The build cache is also sensitive to the order and the content of the instructions in the Dockerfile. If you change the order or the content of an instruction, Docker invalidates the cache for that instruction and all the subsequent ones. This means that you have to rebuild those layers from scratch, which can take longer and consume more resources.

Therefore, to make the most of the build cache, you should follow some best practices for writing Dockerfiles, which I will discuss in the next section.

How to layer your Dockerfiles?

Layering Dockerfiles is the process of writing Dockerfiles that create multiple layers for your image, each corresponding to an instruction in the Dockerfile. Layering Dockerfiles can help you optimize the use of the cache, as well as the size and performance of your image.

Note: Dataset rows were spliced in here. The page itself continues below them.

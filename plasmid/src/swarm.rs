// SPDX-License-Identifier: MIT OR Apache-2.0

//! Discovery of peers interested in the same feed.
//!
//! A [`Swarm`] connects peers which joined the same [`Topic`] and hands out a raw byte stream per
//! connection. What runs over these streams is up to the caller, see
//! [`Replicator`](crate::Replicator).
use std::collections::HashMap;
use std::fmt;
use std::future::Future;
use std::sync::{Arc, Mutex};

use plasmid_core::Topic;
use thiserror::Error;
use tokio::io::{AsyncRead, AsyncWrite};
use tokio::sync::mpsc;
use tracing::{debug, warn};

const EVENTS_CHANNEL_CAPACITY: usize = 64;

const PIPE_CAPACITY: usize = 64 * 1024;

/// Bidirectional byte stream to a peer.
pub trait ByteStream: AsyncRead + AsyncWrite + Send + Unpin + 'static {}

impl<T> ByteStream for T where T: AsyncRead + AsyncWrite + Send + Unpin + 'static {}

#[derive(Clone, Copy, Debug, PartialEq, Eq, Hash, PartialOrd, Ord)]
pub struct PeerId(u64);

impl PeerId {
    pub fn new(id: u64) -> Self {
        Self(id)
    }
}

impl fmt::Display for PeerId {
    fn fmt(&self, f: &mut fmt::Formatter<'_>) -> fmt::Result {
        write!(f, "peer-{}", self.0)
    }
}

pub enum SwarmEvent {
    /// A peer in the topic connected.
    ///
    /// Exactly one side of every connection is the initiator.
    Connection {
        stream: Box<dyn ByteStream>,
        peer: PeerId,
        is_initiator: bool,
    },

    /// A peer left the topic.
    Disconnection { peer: PeerId },
}

impl fmt::Debug for SwarmEvent {
    fn fmt(&self, f: &mut fmt::Formatter<'_>) -> fmt::Result {
        match self {
            SwarmEvent::Connection {
                peer, is_initiator, ..
            } => f
                .debug_struct("Connection")
                .field("peer", peer)
                .field("is_initiator", is_initiator)
                .finish_non_exhaustive(),
            SwarmEvent::Disconnection { peer } => f
                .debug_struct("Disconnection")
                .field("peer", peer)
                .finish(),
        }
    }
}

pub trait Swarm: Send + Sync + 'static {
    /// Join a topic and receive connections to all other peers in it.
    fn join(
        &self,
        topic: Topic,
    ) -> impl Future<Output = Result<mpsc::Receiver<SwarmEvent>, SwarmError>> + Send;

    /// Leave a topic. The receiver returned when joining it ends.
    fn leave(&self, topic: Topic) -> impl Future<Output = Result<(), SwarmError>> + Send;
}

#[derive(Debug, Error)]
pub enum SwarmError {
    #[error("already joined topic {0}")]
    AlreadyJoined(Topic),

    #[error("not joined topic {0}")]
    NotJoined(Topic),
}

#[derive(Default)]
struct NetworkInner {
    next_peer: u64,
    topics: HashMap<Topic, HashMap<PeerId, mpsc::Sender<SwarmEvent>>>,
}

/// In-process network connecting all swarms created from it.
#[derive(Clone, Default)]
pub struct MemoryNetwork {
    inner: Arc<Mutex<NetworkInner>>,
}

impl MemoryNetwork {
    pub fn new() -> Self {
        Self::default()
    }

    /// Swarm endpoint of a new peer in this network.
    pub fn swarm(&self) -> MemorySwarm {
        let mut inner = self.lock();
        inner.next_peer += 1;
        MemorySwarm {
            id: PeerId(inner.next_peer),
            network: self.clone(),
        }
    }

    fn lock(&self) -> std::sync::MutexGuard<'_, NetworkInner> {
        self.inner.lock().unwrap_or_else(|err| err.into_inner())
    }
}

/// Swarm of a single peer in a [`MemoryNetwork`], connected through in-memory pipes.
#[derive(Clone)]
pub struct MemorySwarm {
    id: PeerId,
    network: MemoryNetwork,
}

impl MemorySwarm {
    pub fn id(&self) -> PeerId {
        self.id
    }
}

impl Swarm for MemorySwarm {
    async fn join(&self, topic: Topic) -> Result<mpsc::Receiver<SwarmEvent>, SwarmError> {
        let (tx, rx) = mpsc::channel(EVENTS_CHANNEL_CAPACITY);

        let mut inner = self.network.lock();
        let members = inner.topics.entry(topic).or_default();
        if members.contains_key(&self.id) {
            return Err(SwarmError::AlreadyJoined(topic));
        }

        // Forget about peers which dropped their receiver without leaving.
        members.retain(|_, sender| !sender.is_closed());

        for (peer, sender) in members.iter() {
            let (local, remote) = tokio::io::duplex(PIPE_CAPACITY);

            let accepted = sender.try_send(SwarmEvent::Connection {
                stream: Box::new(remote),
                peer: self.id,
                is_initiator: false,
            });
            if accepted.is_err() {
                warn!(%topic, %peer, "peer is not accepting connections");
                continue;
            }

            if tx
                .try_send(SwarmEvent::Connection {
                    stream: Box::new(local),
                    peer: *peer,
                    is_initiator: true,
                })
                .is_err()
            {
                warn!(%topic, peer = %self.id, "too many peers in topic to connect to all of them");
            }
        }

        members.insert(self.id, tx);
        debug!(%topic, peer = %self.id, peers = members.len() - 1, "join topic");

        Ok(rx)
    }

    async fn leave(&self, topic: Topic) -> Result<(), SwarmError> {
        let mut inner = self.network.lock();
        let members = inner
            .topics
            .get_mut(&topic)
            .ok_or(SwarmError::NotJoined(topic))?;
        members
            .remove(&self.id)
            .ok_or(SwarmError::NotJoined(topic))?;

        for sender in members.values() {
            let _ = sender.try_send(SwarmEvent::Disconnection { peer: self.id });
        }

        if members.is_empty() {
            inner.topics.remove(&topic);
        }

        debug!(%topic, peer = %self.id, "leave topic");

        Ok(())
    }
}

However, not all layers are equally cacheable or reusable. Some layers may change more frequently than others, or depend on the previous layers. If you change the order or the content of an instruction, Docker invalidates the cache for that instruction and all the subsequent ones. This means that you have to rebuild those layers from scratch, which can take longer and consume more resources.

Therefore, to use the cache effectively, you should follow some best practices for layering Dockerfiles, such as:

Use official Docker images for better security and performance.
Start with a minimal base image that has the minimum number of layers and dependencies needed to support your application. Such as slim or even better, alpine images.
Group related instructions together, and order them from the least frequently changed to the most frequently changed.
Use the COPY instruction instead of the ADD instruction, unless you need to extract a compressed file or fetch a remote URL.
Avoid using the RUN instruction to execute multiple commands in a single line, unless they are related and have a common purpose.
Use the --no-cache flag when building your image, if you want to force Docker to ignore the cache and rebuild the image from scratch.

An example

As an example of a badly layered nodejs app, consider the following Dockerfile:

FROM node:21
WORKDIR /app
COPY . .
RUN npm install
RUN npm run build --prod

This Dockerfile copies the entire source code before installing the dependencies, which is bad for caching. The reason is that any change to the source code will invalidate the cache for the COPY instruction and the RUN instructions, and force Docker to reinstall the dependencies and rebuild the application from scratch.

A better way to write this Dockerfile is:

FROM node:21
WORKDIR /app
COPY package.json package-lock.json ./
RUN npm ci
COPY . .
RUN npm run build --prod

This Dockerfile copies the package.json and package-lock.json files before installing the dependencies, so that the npm ci step can be cached if those files don’t change. Then, it copies the rest of the files and runs the build command. This way, any change to the source code will only affect the last two layers, and not the dependency installation layer.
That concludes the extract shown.